April 2015

This mailer has been provided as an avenue of dispersing information related to landscape architecture in hopes of fostering greater understanding and collaboration between professions. Topics address issues that affect the built environment within which we live.
Enjoy Your Summer Evenings with Fewer Mosquitos
Author: Chad Kennedy, Landscape Architect, ASLA

The rapid retreat of spring's cool morning air and glistening frost is a telltale sign that summer vacations, water balloon fights, baseball games and numerous backyard barbeques are just around the corner. Nothing could possibly break down the mounting anticipation of summer fun and activities, unless, of course if those same activities are attended by literal buzz kills, like mosquitos. A positive outing can quickly turn into a disaster when summer mosquitos surprise attack an unprepared group. With a little forward planning and some intelligent additions to the backyard landscape, maybe these uninvited guests will be forced to find another party to crash, taking any potential diseases with them and leaving behind a worry-free, happy group of people.

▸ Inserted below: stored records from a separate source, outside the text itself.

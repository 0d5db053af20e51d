//! Commande de benchmark : durée d'assemblage en fonction du GC%

use crate::display::stats::{display_runs, display_summary};
use crate::{create_progress_bar, OutputFormat};
use asm_simulation::{AssemblyRun, MetricsCollector, RunConfig, RunMetrics};
use asm_utils::{concatenate, read_file};
use anyhow::{Context, Result};
use chrono::{DateTime, Utc};
use serde::Serialize;
use std::path::{Path, PathBuf};

/// Rapport JSON d'un benchmark
#[derive(Serialize)]
struct BenchmarkReport<'a> {
    generated_at: DateTime<Utc>,
    config: &'a RunConfig,
    runs: &'a [RunMetrics],
    average_elapsed_ms: Option<f64>,
    elapsed_std_dev_ms: Option<f64>,
    gc_time_correlation: Option<f64>,
}

/// Nom du génome : nom du fichier sans extension
fn genome_name(path: &Path) -> String {
    path.file_stem()
        .map(|stem| stem.to_string_lossy().into_owned())
        .unwrap_or_else(|| path.display().to_string())
}

pub fn run(
    inputs: Vec<PathBuf>,
    config: RunConfig,
    format: OutputFormat,
    output: Option<PathBuf>,
) -> Result<()> {
    println!("🧬 Benchmark sur {} génome(s)", inputs.len());

    let pb = create_progress_bar(inputs.len() as u64, "Assemblage en cours...");
    let mut collector = MetricsCollector::new();

    for path in &inputs {
        let name = genome_name(path);
        pb.set_message(name.clone());

        let records = read_file(path).with_context(|| format!("lecture de {}", path.display()))?;
        let genome = concatenate(&records);

        let outcome = AssemblyRun::new(name.as_str(), &genome)
            .execute(&config)
            .with_context(|| format!("assemblage de {}", name))?;
        pb.println(format!(
            "{}: GC% = {:.2}, Time = {:.2} ms",
            name, outcome.metrics.gc_percent, outcome.metrics.elapsed_ms
        ));
        collector.add(outcome.metrics);
        pb.inc(1);
    }

    pb.finish_with_message(String::from("Benchmark terminé"));

    let report = BenchmarkReport {
        generated_at: Utc::now(),
        config: &config,
        runs: collector.runs(),
        average_elapsed_ms: collector.average_elapsed_ms(),
        elapsed_std_dev_ms: collector.elapsed_std_dev_ms(),
        gc_time_correlation: collector.gc_time_correlation(),
    };

    match format {
        OutputFormat::Table => {
            display_runs(collector.runs());
            display_summary(&collector);
        }
        OutputFormat::Json => {
            if output.is_none() {
                println!("{}", serde_json::to_string_pretty(&report)?);
            }
        }
    }

    if let Some(output) = output {
        std::fs::write(&output, serde_json::to_string_pretty(&report)?)
            .with_context(|| format!("écriture de {}", output.display()))?;
        println!("JSON écrit dans: {}", output.display());
    }

    Ok(())
}

#[cfg(test)]
mod tests {
    use super::*;

    #[test]
    fn test_genome_name() {
        assert_eq!(genome_name(Path::new("viruses/camelpox.fasta")), "camelpox");
        assert_eq!(genome_name(Path::new("genome")), "genome");
    }
}
//! Commande d'assemblage

use crate::display::stats::display_assembly;
use crate::{create_spinner, OutputFormat};
use asm_core::{AssemblerConfig, FragmentPool, GreedyAssembler};
use asm_utils::{read_file, write_file, FastaRecord};
use anyhow::{bail, Context, Result};
use std::path::PathBuf;
use std::time::Instant;

pub fn run(
    input: PathBuf,
    output: Option<PathBuf>,
    config: AssemblerConfig,
    format: OutputFormat,
) -> Result<()> {
    // 1. Lire les fragments, dans l'ordre du fichier
    let records = read_file(&input)
        .with_context(|| format!("lecture de {}", input.display()))?;
    if records.is_empty() {
        bail!("aucun fragment dans {}", input.display());
    }
    let pool = FragmentPool::new(records.into_iter().map(|r| r.sequence).collect());

    // 2. Assembler
    let assembler = GreedyAssembler::new(config)?;
    let spinner = create_spinner(&format!("Assemblage de {} fragments...", pool.len()));
    let started = Instant::now();
    let result = asm_core::log_operation!("assemble", { assembler.assemble(&pool) })?;
    let elapsed_ms = started.elapsed().as_secs_f64() * 1000.0;
    spinner.finish_and_clear();

    // 3. Rapport
    match format {
        OutputFormat::Table => display_assembly(&result, elapsed_ms),
        OutputFormat::Json => println!("{}", serde_json::to_string_pretty(&result)?),
    }

    // 4. Reconstruction
    if let Some(output) = output {
        let header = format!(
            "contig_0 len={} fragments={}/{} sha256={}",
            result.reconstruction.len(),
            result.used_count,
            result.total_fragments,
            result.reconstruction.checksum()
        );
        write_file(&output, &[FastaRecord::new(header, result.reconstruction.clone())])
            .with_context(|| format!("écriture de {}", output.display()))?;
        eprintln!("Reconstruction écrite dans: {}", output.display());
    }

    Ok(())
}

Historical Use of Plants as Deterents
Plants generate natural deterrents, repellants, toxins and regulators as defense and protection mechanisms. Many of these are effective against biting diptera and mosquitos. Throughout history societies around the globe have had no choice but to use naturally growing and available plants in a variety of ways to kill and fend off unwanted insects, particularly mosquitos. There are ancient references from Greece, Egypt, Rome, India and other societies to plants being burned, hung in doorways and windows and rubbed on skin to deter insects.2 Many societies exploited plant deterrent qualities by hanging bruised plants near gathering areas, burning crude products made from plant materials and rubbing oils on skin and clothes. Even today plants are used in these ways near rural communities and in the tropics due to availability and cost associated with other chemical options.3 In modern cultures, plant derived burn coils, lotions and essential oils are gaining in popularity and are commonly available.

Research Basis
It is important to note that most modern research around plant derived deterrents is geared toward vapor toxicity and oil applications. Many studies show that essential oils can be extremely effective, however, they lack longevity and effectiveness of chemical applications.1,3,6,7 Research focused on simple addition of plants to the landscape is scarce. In fact what research that is available suggest that with a few exceptions, plant secretions or plant damage needs to occur in order to release vapors or scents that will deter insects. This being said, the availability of plants in the landscape for use as a rub-on ointment, burned as incense or cut / bruised to release scents may be a useful deterrent. The results of one study show that certain plants can be used in pots or planted near gathering areas and can be an effective methods of control. These are discussed further in the next section.5

Plant Selections with Mosquito Fighting Properties
The plants listed below are shown to have properties that deter mosquitos in one form or another. Some have been tested more than others. The effectiveness of each plant will be limited to how it is used. The list below is compiled from many research articles, but needs further investigation and trials in real landscape scenarios. The repellency effectiveness is not available for all plants.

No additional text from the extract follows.